▶ **PROBLEM REQUIREMENTS**
Where a line in the listing contains the string "Serialize", copy that line out.
== Segment start ==
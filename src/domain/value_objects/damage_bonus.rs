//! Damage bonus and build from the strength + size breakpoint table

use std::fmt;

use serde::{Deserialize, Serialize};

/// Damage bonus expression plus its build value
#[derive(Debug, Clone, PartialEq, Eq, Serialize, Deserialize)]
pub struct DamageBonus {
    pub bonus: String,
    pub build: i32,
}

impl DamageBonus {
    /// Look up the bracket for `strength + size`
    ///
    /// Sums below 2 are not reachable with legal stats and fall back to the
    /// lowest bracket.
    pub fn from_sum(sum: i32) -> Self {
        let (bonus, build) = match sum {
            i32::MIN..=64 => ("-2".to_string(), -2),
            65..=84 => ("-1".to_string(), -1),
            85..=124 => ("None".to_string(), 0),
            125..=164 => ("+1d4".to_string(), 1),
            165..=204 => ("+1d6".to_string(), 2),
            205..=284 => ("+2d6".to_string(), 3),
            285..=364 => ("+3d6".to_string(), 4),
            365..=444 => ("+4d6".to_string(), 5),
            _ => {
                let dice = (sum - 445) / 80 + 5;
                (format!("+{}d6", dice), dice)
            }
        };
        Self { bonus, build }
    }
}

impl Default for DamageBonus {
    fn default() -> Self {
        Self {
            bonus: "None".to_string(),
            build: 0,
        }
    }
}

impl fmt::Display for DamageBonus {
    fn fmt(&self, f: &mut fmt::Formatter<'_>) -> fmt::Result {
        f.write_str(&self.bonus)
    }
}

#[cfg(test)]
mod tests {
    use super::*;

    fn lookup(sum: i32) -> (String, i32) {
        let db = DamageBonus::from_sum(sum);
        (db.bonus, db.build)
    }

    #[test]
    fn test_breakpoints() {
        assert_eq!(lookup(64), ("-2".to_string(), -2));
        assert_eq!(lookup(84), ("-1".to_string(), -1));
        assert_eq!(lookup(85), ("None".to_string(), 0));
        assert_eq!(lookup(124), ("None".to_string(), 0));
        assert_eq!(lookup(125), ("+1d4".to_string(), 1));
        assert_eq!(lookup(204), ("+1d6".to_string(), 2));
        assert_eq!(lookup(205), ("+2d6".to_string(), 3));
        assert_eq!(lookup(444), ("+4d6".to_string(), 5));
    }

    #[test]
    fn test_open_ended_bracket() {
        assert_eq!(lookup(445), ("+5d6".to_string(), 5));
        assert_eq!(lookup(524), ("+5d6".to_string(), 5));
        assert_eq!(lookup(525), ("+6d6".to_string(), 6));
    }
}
== Segment end ==
▶ **COMPLETED TASK**
use serde::{Deserialize, Serialize};
#[derive(Debug, Clone, PartialEq, Eq, Serialize, Deserialize)]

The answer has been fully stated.